Why This Research Matters

Real assistants often need to use multiple tools across several steps, just like people do at work or at home. D-CORE helps AI plan those steps cleanly and avoid wasting time on rambling thoughts. That makes agents more reliable for tasks like refunds, travel changes, research, and file operations. It also means smaller models can reach or beat the performance of much bigger ones, which saves money and energy. By training decomposition first and then restoring healthy reflection, D-CORE turns ‘think more’ into ‘think better,’ unlocking practical, trustworthy tool use.

Detailed Explanation

Tap terms for definitions

01Background & Problem Definition

🍞 Hook: Imagine you’re packing for a trip. If you just start throwing things in your bag without a plan, you’ll waste time, forget socks, and maybe pack three toothbrushes. Planning helps you pack fast and right.

🥬 The Concept (Large Reasoning Models and Tool Use): Large Reasoning Models (LRMs) are AIs that think step-by-step and can use tools (like calendars, web browsers, or file systems) to get things done. How it works: 1) read the user’s request, 2) decide which tools to use, 3) call the tools with the right inputs, 4) combine results into a final answer. Why it matters: without the ability to plan and coordinate tools, the AI guesses and fumbles, especially in multi-step, real-world tasks.

🍞 Anchor: If you ask an AI to ‘book a flight tomorrow and then email me the receipt,’ it must plan: check flights → pick one → pay → fetch receipt → email. That’s tool use.

The world before: AIs were getting decent at single-step tool calls (like ‘convert 50,000 RMB to USD’). But real-life problems are often a chain of steps (find all .txt files, create a folder, copy the files there; or look up orders, check statuses, return the right items). Benchmarks like BFCL show three tricky patterns: sequential steps, parallel steps, and ‘no tool needed’ cases. Even tougher, multi-turn conversations add history and hidden intentions to track over time. In these settings, many LRMs would write long ‘thinking’ text but still act poorly.

🍞 Hook: You know how some students write a lot on a test but still miss the point? More words don’t always mean better answers.

🥬 The Concept (Lazy Reasoning): Lazy Reasoning is when the AI fills its thought space with repetitive ‘hmm… wait… maybe…’ instead of making a solid plan and executing steps. How it works: 1) the model avoids breaking the task into parts, 2) it loops through trial-and-error reflections, 3) it wastes tokens and time with little progress. Why it matters: without true decomposition, adding more ‘think’ doesn’t help—performance stalls on multi-turn tasks.

🍞 Anchor: On a flight-change task, instead of listing the subtasks (find reservation → read date → search next-day flights → pick cheapest → confirm), the model keeps second-guessing itself and ends up asking for a human.

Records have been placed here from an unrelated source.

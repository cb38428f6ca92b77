use crate::{constants::Weight, locations::Location};

/// Straight line distance between two locations on the map plane.
///
/// Coordinates are widened to `f64` before subtracting, so large coordinates
/// cannot overflow.
pub fn euclidean(src: &Location, dst: &Location) -> Weight {
    let dx = f64::from(dst.x) - f64::from(src.x);
    let dy = f64::from(dst.y) - f64::from(src.y);
    (dx * dx + dy * dy).sqrt()
}

#[cfg(test)]
mod tests {
    use super::*;

    #[test]
    fn pythagorean_triple() {
        let a = Location::new("A", 0, 0);
        let c = Location::new("C", 3, 4);

        assert_eq!(euclidean(&a, &c), 5.0);
        assert_eq!(euclidean(&c, &a), 5.0);
        assert_eq!(euclidean(&a, &a), 0.0);
    }

    #[test]
    fn extreme_coordinates_do_not_overflow() {
        let a = Location::new("A", i32::MIN, 0);
        let b = Location::new("B", i32::MAX, 0);

        assert_eq!(euclidean(&a, &b), u32::MAX as f64);
    }
}
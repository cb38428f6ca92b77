pub mod cli;
pub mod math;
pub mod test_graphs;
use std::{
    fmt::Display,
    time::{Duration, Instant},
};

use crate::graph::{node_index, Graph};

#[derive(Debug, Default, Clone)]
pub struct SearchStats {
    pub nodes_settled: usize,
    pub duration: Option<Duration>,
    start_time: Option<Instant>,
}

impl SearchStats {
    pub fn init(&mut self) {
        self.nodes_settled = 0;
        self.duration = None;
        self.start_timer();
    }

    fn start_timer(&mut self) {
        self.start_time = Some(Instant::now());
    }

    pub fn finish(&mut self) {
        if let Some(start_time) = self.start_time {
            self.duration = Some(start_time.elapsed());
        }
    }
}

impl Display for SearchStats {
    fn fmt(&self, f: &mut std::fmt::Formatter<'_>) -> std::fmt::Result {
        write!(
            f,
            "Stats: {} nodes settled in {:?}",
            self.nodes_settled, self.duration
        )
    }
}

pub fn average_out_degree(g: &Graph) -> f64 {
    if g.num_nodes() == 0 {
        return 0.0;
    }
    g.num_edges() as f64 / g.num_nodes() as f64
}

/// Number of nodes without any outgoing edge
pub fn isolated_nodes(g: &Graph) -> usize {
    (0..g.num_nodes())
        .filter(|&node| g.neighbors(node_index(node)).is_empty())
        .count()
}

#[cfg(test)]
mod tests {
    use crate::{
        edge,
        graph::{node_index, Graph},
        search::dijkstra::Dijkstra,
        statistics::{average_out_degree, isolated_nodes},
    };

    #[test]
    fn stats_work() {
        //      7 -  8 -  9
        //      |         |
        // 0 -  5 -  6 -  |
        // |         |  \ |
        // 1 -  2 -  3 -  4
        let mut g = Graph::with_nodes(10);

        g.add_edges(edge!(0, 1, 1.0));
        g.add_edges(edge!(1, 2, 1.0));
        g.add_edges(edge!(2, 3, 1.0));
        g.add_edges(edge!(3, 4, 20.0));
        g.add_edges(edge!(0, 5, 5.0));
        g.add_edges(edge!(5, 6, 1.0));
        g.add_edges(edge!(6, 4, 20.0));
        g.add_edges(edge!(6, 3, 20.0));
        g.add_edges(edge!(5, 7, 5.0));
        g.add_edges(edge!(7, 8, 1.0));
        g.add_edges(edge!(8, 9, 1.0));
        g.add_edges(edge!(9, 4, 1.0));

        let mut d = Dijkstra::new(&g);
        d.search(node_index(0), node_index(4)).unwrap();

        assert!(d.stats.duration.is_some());
        assert_eq!(d.stats.nodes_settled, 10);
    }

    #[test]
    fn degrees() {
        let mut g = Graph::with_nodes(4);
        g.add_edges(edge!(0, 1, 1.0));
        g.add_edges(edge!(1, 2, 1.0));

        assert_eq!(average_out_degree(&g), 1.0);
        assert_eq!(isolated_nodes(&g), 1);
        assert_eq!(average_out_degree(&Graph::new()), 0.0);
    }
}
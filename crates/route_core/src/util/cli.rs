use std::path::PathBuf;

use clap::{Args, Parser};

/// Location and connection files of a map
#[derive(Args, Debug, Clone)]
pub struct DataFiles {
    /// Path to the locations file (`name, x, y` per line)
    #[arg(short, long, value_name = "FILE", default_value = "city_coordinates.txt")]
    pub locations: PathBuf,

    /// Path to the connections file (`name, name` per line)
    #[arg(short, long, value_name = "FILE", default_value = "city_connections.txt")]
    pub connections: PathBuf,
}

#[derive(Parser)]
#[command(author = "Daniel Holzner", version, about, long_about = None)]
struct Cli {
    #[command(flatten)]
    data: DataFiles,

    /// Name of the starting location
    start: String,

    /// Name of the destination
    goal: String,
}

#[derive(Parser)]
#[command(author = "Daniel Holzner", version, about = "Interactive route planner", long_about = None)]
struct ReplCli {
    #[command(flatten)]
    data: DataFiles,
}

#[derive(Debug, Clone)]
pub struct Cfg {
    pub data: DataFiles,
    pub start: String,
    pub goal: String,
}

/// Parses the arguments of the one-shot `route` command
pub fn parse() -> Cfg {
    let cli = Cli::parse();

    Cfg {
        data: cli.data,
        start: cli.start,
        goal: cli.goal,
    }
}

/// Parses the arguments of the interactive front-end
pub fn parse_data_files() -> DataFiles {
    ReplCli::parse().data
}
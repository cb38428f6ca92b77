use std::{fmt, ops::Index};

use rustc_hash::FxHashMap;

use crate::constants::Coord;
use crate::error::{Error, Result};
use crate::graph::NodeIndex;

/// A named point on the map plane.
#[derive(Debug, Clone, PartialEq, Eq)]
pub struct Location {
    pub name: String,
    pub x: Coord,
    pub y: Coord,
}

impl Location {
    pub fn new(name: impl Into<String>, x: Coord, y: Coord) -> Self {
        Location {
            name: name.into(),
            x,
            y,
        }
    }
}

impl fmt::Display for Location {
    fn fmt(&self, f: &mut fmt::Formatter<'_>) -> fmt::Result {
        write!(f, "{} ({}, {})", self.name, self.x, self.y)
    }
}

/// Holds all locations of a map. The position of a location in the table is
/// its [`NodeIndex`] in the [`Graph`](crate::graph::Graph).
#[derive(Debug, Clone, Default)]
pub struct LocationTable {
    locations: Vec<Location>,
    index: FxHashMap<String, NodeIndex>,
}

impl LocationTable {
    pub fn new() -> Self {
        Self::default()
    }

    pub fn with_capacity(num_locations: usize) -> Self {
        LocationTable {
            locations: Vec::with_capacity(num_locations),
            index: FxHashMap::with_capacity_and_hasher(num_locations, Default::default()),
        }
    }

    /// Adds a new location. The name is trimmed before it is stored.
    ///
    /// Returns [`Error::DuplicateLocation`] if a location with the same name
    /// already exists, the table is left unchanged in that case.
    pub fn add_location(&mut self, name: &str, x: Coord, y: Coord) -> Result<NodeIndex> {
        let name = name.trim();
        if self.index.contains_key(name) {
            return Err(Error::DuplicateLocation {
                name: name.to_string(),
            });
        }

        let node_idx = NodeIndex::new(self.locations.len());
        self.index.insert(name.to_string(), node_idx);
        self.locations.push(Location::new(name, x, y));

        Ok(node_idx)
    }

    /// Exact, case sensitive lookup of a (trimmed) name.
    pub fn index_of(&self, name: &str) -> Option<NodeIndex> {
        self.index.get(name.trim()).copied()
    }

    pub fn count(&self) -> usize {
        self.locations.len()
    }

    pub fn is_empty(&self) -> bool {
        self.locations.is_empty()
    }

    pub fn location(&self, node_idx: NodeIndex) -> Option<&Location> {
        self.locations.get(node_idx.index())
    }

    /// **Panics** if `node_idx` is not part of the table
    pub fn name(&self, node_idx: NodeIndex) -> &str {
        &self[node_idx].name
    }

    /// Returns an iterator over all locations in insertion order
    pub fn locations(&self) -> impl Iterator<Item = &Location> {
        self.locations.iter()
    }
}

impl Index<NodeIndex> for LocationTable {
    type Output = Location;

    /// **Panics** if `node_idx` is not part of the table
    fn index(&self, node_idx: NodeIndex) -> &Location {
        &self.locations[node_idx.index()]
    }
}
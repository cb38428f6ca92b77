//! Raw location and connection records as read from disk.
//!
//! Both record files are plain comma separated lists without a header line:
//! ```text
//! Ankara, 1210, 560
//! Izmir, 120, 480
//! ```
//! and
//! ```text
//! Ankara, Izmir
//! ```
//! Fields are trimmed and empty lines are skipped.
use std::{io, path::Path};

use log::info;
use serde::Deserialize;

use crate::constants::Coord;
use crate::error::Result;

/// A named point, one line of the locations file.
#[derive(Debug, Clone, PartialEq, Eq, Deserialize)]
pub struct LocationRecord {
    pub name: String,
    pub x: Coord,
    pub y: Coord,
}

impl LocationRecord {
    pub fn new(name: impl Into<String>, x: Coord, y: Coord) -> Self {
        LocationRecord {
            name: name.into(),
            x,
            y,
        }
    }
}

/// An undirected connection between two named locations. The distance is
/// derived from the coordinates when the graph is built.
#[derive(Debug, Clone, PartialEq, Eq, Deserialize)]
pub struct ConnectionRecord {
    pub from: String,
    pub to: String,
}

impl ConnectionRecord {
    pub fn new(from: impl Into<String>, to: impl Into<String>) -> Self {
        ConnectionRecord {
            from: from.into(),
            to: to.into(),
        }
    }
}

fn reader_builder() -> csv::ReaderBuilder {
    let mut builder = csv::ReaderBuilder::new();
    builder.has_headers(false).trim(csv::Trim::All);
    builder
}

fn read_records<R, T>(reader: R) -> Result<Vec<T>>
where
    R: io::Read,
    T: for<'de> Deserialize<'de>,
{
    let mut records = Vec::new();
    for result in reader_builder().from_reader(reader).deserialize() {
        records.push(result?);
    }
    Ok(records)
}

pub fn read_locations<R: io::Read>(reader: R) -> Result<Vec<LocationRecord>> {
    read_records(reader)
}

pub fn read_connections<R: io::Read>(reader: R) -> Result<Vec<ConnectionRecord>> {
    read_records(reader)
}

pub fn locations_from_path(path: &Path) -> Result<Vec<LocationRecord>> {
    let records: Vec<LocationRecord> = read_records(csv_file(path)?)?;
    info!("Read {} locations from {}", records.len(), path.display());
    Ok(records)
}

pub fn connections_from_path(path: &Path) -> Result<Vec<ConnectionRecord>> {
    let records: Vec<ConnectionRecord> = read_records(csv_file(path)?)?;
    info!("Read {} connections from {}", records.len(), path.display());
    Ok(records)
}

fn csv_file(path: &Path) -> Result<std::fs::File> {
    std::fs::File::open(path).map_err(|e| csv::Error::from(e).into())
}

#[cfg(test)]
mod tests {
    use super::*;

    #[test]
    fn read_trimmed_locations() {
        let input = "Ankara, 1210, 560\n\n Izmir ,120,480\n";

        let records = read_locations(input.as_bytes()).unwrap();

        assert_eq!(
            records,
            vec![
                LocationRecord::new("Ankara", 1210, 560),
                LocationRecord::new("Izmir", 120, 480),
            ]
        );
    }

    #[test]
    fn hash_prefixed_names_are_kept() {
        let input = "A, 0, 0\n#Hub, 5, 5\n";

        let records = read_locations(input.as_bytes()).unwrap();

        assert_eq!(
            records,
            vec![
                LocationRecord::new("A", 0, 0),
                LocationRecord::new("#Hub", 5, 5),
            ]
        );
    }

    #[test]
    fn read_trimmed_connections() {
        let input = "Ankara, Izmir\nIzmir,Bursa\n";

        let records = read_connections(input.as_bytes()).unwrap();

        assert_eq!(
            records,
            vec![
                ConnectionRecord::new("Ankara", "Izmir"),
                ConnectionRecord::new("Izmir", "Bursa"),
            ]
        );
    }

    #[test]
    fn malformed_coordinate_fails() {
        let input = "Ankara, 12x0, 560\n";

        assert!(read_locations(input.as_bytes()).is_err());
    }

    #[test]
    fn read_from_path() {
        let dir = Path::new(env!("CARGO_MANIFEST_DIR")).join("test_data");

        let locations = locations_from_path(&dir.join("locations.csv")).unwrap();
        let connections = connections_from_path(&dir.join("connections.csv")).unwrap();

        assert_eq!(locations.len(), 4);
        assert_eq!(connections.len(), 2);
    }

    #[test]
    fn missing_file_fails() {
        let path = Path::new(env!("CARGO_MANIFEST_DIR")).join("test_data/does_not_exist.csv");

        assert!(locations_from_path(&path).is_err());
    }
}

Researchers tried two common routes. First, supervised fine-tuning (SFT) on rule-based tool-use examples: it helps on easy tasks but generalizes poorly to complex, multi-intent or multi-turn situations. Second, reinforcement learning (RL) that rewards correct final outcomes: works in math or single-turn cases but often gives diminishing returns on complex tool workflows—more tokens, not much better results.

🍞 Hook: Think of building a Lego spaceship. If you never separate the big ship into smaller chunks, you’ll keep poking pieces around and get frustrated.

🥬 The Concept (Task Decomposition): Task decomposition means breaking a big job into small, ordered subtasks. How it works: 1) identify the needed steps, 2) label which must come first (sequential), which can happen together (parallel), and when no tool is needed, 3) solve each subtask, 4) compose the results. Why it matters: without decomposition, the model’s ‘thinking’ becomes a messy blob, and even RL can’t find a clean path to reward.

🍞 Anchor: To ‘copy all .txt files into a new folder,’ you: 1) find .txt files, 2) make the folder, 3) copy files in. Clear steps, clear success.

The problem: The team found LRMs did very little decomposition in multi-turn tool use, but showed a lot of repetitive reflection—classic Lazy Reasoning. They confirmed that when they forced decomposition by prompting, accuracy jumped. So the missing piece was the model’s built-in ability to decompose and then compose reasoning.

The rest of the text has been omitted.